Una tragedia esistenziale e un thriller on the road si intrecciano nell’atipico revenge movie firmato da Atom Egoyan con uno straordinario Chris Plummer.
di Simone Glorioso – C’è l’amnesia, un protagonista che per ricordarsi chi sia e cosa stia facendo ha bisogno di leggerlo, ogni volta che si sveglia. C’è un tatuaggio, un monito indelebile di qualcosa che non può lasciar cadere nell’oblio. C’è una storia di vendetta, di odio profondissimo, di un torto incancellabile e tremendo. Eppure, prima tra le tante sorprese – quasi tutte piacevoli- che questo film vi regalerà, non ricorda “Memento” di Christopher Nolan, nemmeno un po’.
Zev (Chris Plummer), è un anziano affetto da demenza senile, anonimo inquilino di una casa di riposo: le prime scene del film di Atom Egoyan (canadese di origini armene) ci raccontano di una quotidianità normale, dei tempi e dei modi d’una vecchiaia serena.
Max (Martin Landau) è ridotto su una sedia a rotelle, ma è lucidissimo: ricorda fin troppo bene la sua storia e quella di Zev.
Entrambi hanno un tatuaggio sull’avambraccio: numeri diversi che raccontano lo stesso orrore.
E così Max, che il tempo e la malattia non hanno potuto convincere ad abbandonare l’idea della vendetta, persuade l’amico a partire per cercare l’uomo che si rese responsabile dell’uccisione delle famiglie di entrambi, ad Auschwitz. Scrive allora una lettera, una sorta di vademecum, che darà a Zev perché ad ogni risveglio possa leggerla e ricordare cosa stia facendo, nel vuoto di memoria che la sua malattia fa sempre seguire al sonno: questo filo nel dedalo dell’oblio lo condurrà alla ricerca di Rudy Kurlander (Bruno Ganz), il nazista che li perseguitò e che ora vive, con una falsa identità, negli Stati Uniti. Non bastassero la vecchiaia e l’amnesia, durante il suo viaggio Zev dovrà fare i conti col fatto che ben quattro uomini portano il nome di Rudy Kurlander.

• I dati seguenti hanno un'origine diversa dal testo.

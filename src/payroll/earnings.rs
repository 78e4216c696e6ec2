// Copyright (c) 2025 Soumyadip Sarkar.
// All rights reserved.
//
// This source code is licensed under the license found in the
// LICENSE file in the root directory of this source tree.

//! Where overtime, holiday pay and allowances come from.

use crate::error::{PayrollError, PayrollResult};
use crate::models::{Earnings, Employee, PayrollPeriod};
use crate::payroll::contributions::out_of_range;
use crate::payroll::record::payable_salary;
use rust_decimal::Decimal;
use rust_decimal_macros::dec;
use std::collections::HashMap;

pub trait EarningsSource {
    fn earnings_for(&self, employee: &Employee, period: &PayrollPeriod) -> PayrollResult<Earnings>;
}

/// Earnings derived as fixed fractions of basic salary. Stands in for
/// attendance-derived figures until timesheets feed the run.
#[derive(Debug, Clone, Copy, PartialEq, Eq)]
pub struct PercentagePolicy {
    pub overtime_rate: Decimal,
    pub holiday_rate: Decimal,
    pub allowance_rate: Decimal,
}

impl Default for PercentagePolicy {
    fn default() -> Self {
        PercentagePolicy {
            overtime_rate: dec!(0.08),
            holiday_rate: Decimal::ZERO,
            allowance_rate: dec!(0.06),
        }
    }
}

impl EarningsSource for PercentagePolicy {
    fn earnings_for(
        &self,
        employee: &Employee,
        _period: &PayrollPeriod,
    ) -> PayrollResult<Earnings> {
        let basic = payable_salary(employee)?;
        let share = |rate: Decimal| basic.checked_mul(rate).ok_or_else(out_of_range);
        Ok(Earnings {
            overtime: share(self.overtime_rate)?,
            holiday: share(self.holiday_rate)?,
            allowances: share(self.allowance_rate)?,
        })
    }
}

/// Earnings recorded per employee for one period. Employees with nothing
/// recorded earn no extras.
#[derive(Debug, Clone, Default)]
pub struct RecordedEarnings {
    period_id: i64,
    by_employee: HashMap<i64, Earnings>,
}

impl RecordedEarnings {
    pub fn new(period_id: i64, by_employee: HashMap<i64, Earnings>) -> Self {
        RecordedEarnings {
            period_id,
            by_employee,
        }
    }
}

impl EarningsSource for RecordedEarnings {
    fn earnings_for(
        &self,
        employee: &Employee,
        period: &PayrollPeriod,
    ) -> PayrollResult<Earnings> {
        if period.id != self.period_id {
            return Err(PayrollError::inconsistent(format!(
                "earnings recorded for period {} used for period {}",
                self.period_id, period.id
            )));
        }
        Ok(self
            .by_employee
            .get(&employee.id)
            .copied()
            .unwrap_or_default())
    }
}

impl Earnings {
    pub fn validate(&self) -> PayrollResult<()> {
        for (name, value) in [
            ("overtime", self.overtime),
            ("holiday", self.holiday),
            ("allowances", self.allowances),
        ] {
            if value < Decimal::ZERO {
                return Err(PayrollError::invalid(format!(
                    "{} must be non-negative, got {}",
                    name, value
                )));
            }
        }
        Ok(())
    }
}

#[cfg(test)]
mod tests {
    use super::*;
    use crate::payroll::testing::{employee, period};

    #[test]
    fn percentage_policy_defaults() {
        let e = employee(1, dec!(20000));
        let got = PercentagePolicy::default()
            .earnings_for(&e, &period(1))
            .unwrap();
        assert_eq!(got.overtime, dec!(1600));
        assert_eq!(got.holiday, Decimal::ZERO);
        assert_eq!(got.allowances, dec!(1200));
    }

    #[test]
    fn percentage_policy_requires_salary() {
        let mut e = employee(1, dec!(20000));
        e.basic_salary = None;
        let err = PercentagePolicy::default()
            .earnings_for(&e, &period(1))
            .unwrap_err();
        assert!(matches!(err, PayrollError::InvalidInput(_)));
    }

    #[test]
    fn percentage_policy_names_negative_salary() {
        let e = employee(1, dec!(-100));
        let err = PercentagePolicy::default()
            .earnings_for(&e, &period(1))
            .unwrap_err();
        assert!(err.to_string().contains("basic salary must be non-negative"));
    }

    #[test]
    fn recorded_earnings_default_to_zero() {
        let mut map = HashMap::new();
        map.insert(
            2,
            Earnings {
                overtime: dec!(500),
                holiday: dec!(250),
                allowances: Decimal::ZERO,
            },
        );
        let src = RecordedEarnings::new(7, map);
        let p = period(7);
        assert_eq!(src.earnings_for(&employee(1, dec!(10000)), &p).unwrap(), Earnings::default());
        assert_eq!(src.earnings_for(&employee(2, dec!(10000)), &p).unwrap().holiday, dec!(250));
        assert!(src.earnings_for(&employee(2, dec!(10000)), &period(8)).is_err());
    }

    #[test]
    fn negative_earnings_fail_validation() {
        let e = Earnings {
            overtime: dec!(-1),
            ..Earnings::default()
        };
        assert!(e.validate().is_err());
    }
}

Prodotta in Canada e presentata al festival di Toronto, Remember è una pellicola che non teme di tenere lo sguardo fisso sulle debolezze umane: le osserva, le indaga senza cedere alla tentazione di voltare la testa. Anche quando ci verrebbe da deviare lo sguardo per pudore, l’obiettivo rimane fisso, impietoso ed onesto nel raccontare i tremori, l’incontinenza, la perdita di se’: l’imbarazzante impotenza di un uomo ormai inerme. Ma anche, con un gioco di sapiente contrasto, sa raccontare la rabbia, solo appiglio di un’esistenza ormai evanescente, unico motore di un corpo sempre più vuoto, con la definizione delle cose che vengono guardate in controluce.
La fotografia è essenziale: misurata e mai eccessiva, per non correre il rischio di distogliere l’attenzione dal dramma squisitamente umano cui fa da sfondo. Chris Plummer è eccezionale nell’esprimere una dignità che sa sguazzare nella paura senza macchiarsene, la ribellione della dignità all’azione del tempo che si declina nella vendetta: sa piangere e sa sparare, diventa carnefice degli altri ma rimane vittima della propria condizione.
Il crescendo di tensione drammatica rapisce lo spettatore e fa presagire con sempre più chiarezza l’incombere di una sorpresa, la caduta di una spada di Damocle che si è progressivamente realizzato pendere sulla testa del protagonista, il parossismo di un’idea di trama dipanata alla perfezione, per tempi e dinamiche.
A ben vedere, proprio questo è “Remember”: un’altalena tra pietosa comprensione e puro cinismo, che si arresta come senza gravità in un riuscitissimo colpo di scena finale, un’epifania che taglia il respiro.